> _Data records_:
------------------------------------------------------------------------

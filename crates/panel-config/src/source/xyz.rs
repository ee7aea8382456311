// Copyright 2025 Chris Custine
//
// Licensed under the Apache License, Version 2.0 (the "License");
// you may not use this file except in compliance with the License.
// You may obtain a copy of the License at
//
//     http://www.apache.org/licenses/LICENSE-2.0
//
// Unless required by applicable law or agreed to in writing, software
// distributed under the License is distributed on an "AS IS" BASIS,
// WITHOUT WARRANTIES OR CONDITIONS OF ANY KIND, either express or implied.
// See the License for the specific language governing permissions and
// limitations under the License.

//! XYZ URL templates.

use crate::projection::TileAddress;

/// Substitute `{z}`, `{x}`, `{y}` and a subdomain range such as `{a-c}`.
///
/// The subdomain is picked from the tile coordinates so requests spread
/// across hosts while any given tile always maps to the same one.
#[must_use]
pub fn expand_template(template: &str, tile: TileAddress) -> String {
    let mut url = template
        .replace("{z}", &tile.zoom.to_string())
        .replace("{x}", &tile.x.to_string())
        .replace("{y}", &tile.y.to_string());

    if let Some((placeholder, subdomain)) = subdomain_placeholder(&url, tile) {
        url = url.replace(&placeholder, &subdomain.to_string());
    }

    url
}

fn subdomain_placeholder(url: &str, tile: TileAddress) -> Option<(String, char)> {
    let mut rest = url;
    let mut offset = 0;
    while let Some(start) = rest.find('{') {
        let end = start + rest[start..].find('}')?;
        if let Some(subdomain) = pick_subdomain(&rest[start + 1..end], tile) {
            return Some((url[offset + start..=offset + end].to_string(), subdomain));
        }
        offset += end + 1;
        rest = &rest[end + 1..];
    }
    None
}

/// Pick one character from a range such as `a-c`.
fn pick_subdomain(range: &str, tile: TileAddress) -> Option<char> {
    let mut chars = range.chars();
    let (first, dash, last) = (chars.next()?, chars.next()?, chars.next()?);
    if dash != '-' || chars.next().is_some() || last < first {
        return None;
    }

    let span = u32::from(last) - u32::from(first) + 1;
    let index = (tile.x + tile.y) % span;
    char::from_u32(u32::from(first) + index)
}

------------------------------------------------------------------------

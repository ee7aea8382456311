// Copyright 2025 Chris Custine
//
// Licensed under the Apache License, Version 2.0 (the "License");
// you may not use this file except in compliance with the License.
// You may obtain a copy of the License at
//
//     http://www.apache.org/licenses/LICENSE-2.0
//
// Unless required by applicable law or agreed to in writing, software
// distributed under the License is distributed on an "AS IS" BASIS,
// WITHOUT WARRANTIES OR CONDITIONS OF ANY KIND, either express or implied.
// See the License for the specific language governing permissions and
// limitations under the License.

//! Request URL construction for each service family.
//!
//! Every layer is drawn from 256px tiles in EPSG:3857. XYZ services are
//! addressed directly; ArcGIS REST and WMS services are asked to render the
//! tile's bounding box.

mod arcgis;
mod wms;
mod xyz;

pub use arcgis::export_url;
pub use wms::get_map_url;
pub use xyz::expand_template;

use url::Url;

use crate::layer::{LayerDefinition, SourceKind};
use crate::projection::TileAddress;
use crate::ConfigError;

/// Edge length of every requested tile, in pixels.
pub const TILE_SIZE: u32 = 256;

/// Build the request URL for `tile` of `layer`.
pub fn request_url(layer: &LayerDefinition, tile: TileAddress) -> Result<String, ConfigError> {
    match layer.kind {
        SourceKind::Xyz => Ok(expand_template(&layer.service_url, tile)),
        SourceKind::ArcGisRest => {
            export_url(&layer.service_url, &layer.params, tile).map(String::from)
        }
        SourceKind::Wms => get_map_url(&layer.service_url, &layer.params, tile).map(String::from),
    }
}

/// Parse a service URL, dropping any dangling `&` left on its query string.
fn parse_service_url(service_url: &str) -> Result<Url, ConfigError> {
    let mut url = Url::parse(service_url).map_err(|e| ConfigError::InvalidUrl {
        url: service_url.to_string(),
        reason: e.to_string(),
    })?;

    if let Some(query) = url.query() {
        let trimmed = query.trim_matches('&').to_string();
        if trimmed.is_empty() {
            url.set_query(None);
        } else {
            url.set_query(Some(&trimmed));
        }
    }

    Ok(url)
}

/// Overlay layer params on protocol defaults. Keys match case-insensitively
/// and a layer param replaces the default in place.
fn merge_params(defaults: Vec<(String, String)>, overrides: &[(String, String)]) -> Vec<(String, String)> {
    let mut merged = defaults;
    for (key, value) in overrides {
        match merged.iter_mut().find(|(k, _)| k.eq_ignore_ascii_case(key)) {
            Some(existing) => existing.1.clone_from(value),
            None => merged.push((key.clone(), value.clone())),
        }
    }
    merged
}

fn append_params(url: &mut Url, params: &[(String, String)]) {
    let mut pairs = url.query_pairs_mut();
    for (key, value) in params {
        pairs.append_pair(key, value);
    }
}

------------------------------------------------------------------------

> _Required action_:
The line above containing "the same one.", the line containing "if let Some((placeholder, subdomain))", and every line between them are to be transcribed exactly; no other line is wanted.

> _Problem solution_:
/// across hosts while any given tile always maps to the same one.
#[must_use]
pub fn expand_template(template: &str, tile: TileAddress) -> String {
    let mut url = template
        .replace("{z}", &tile.zoom.to_string())
        .replace("{x}", &tile.x.to_string())
        .replace("{y}", &tile.y.to_string());

    if let Some((placeholder, subdomain)) = subdomain_placeholder(&url, tile) {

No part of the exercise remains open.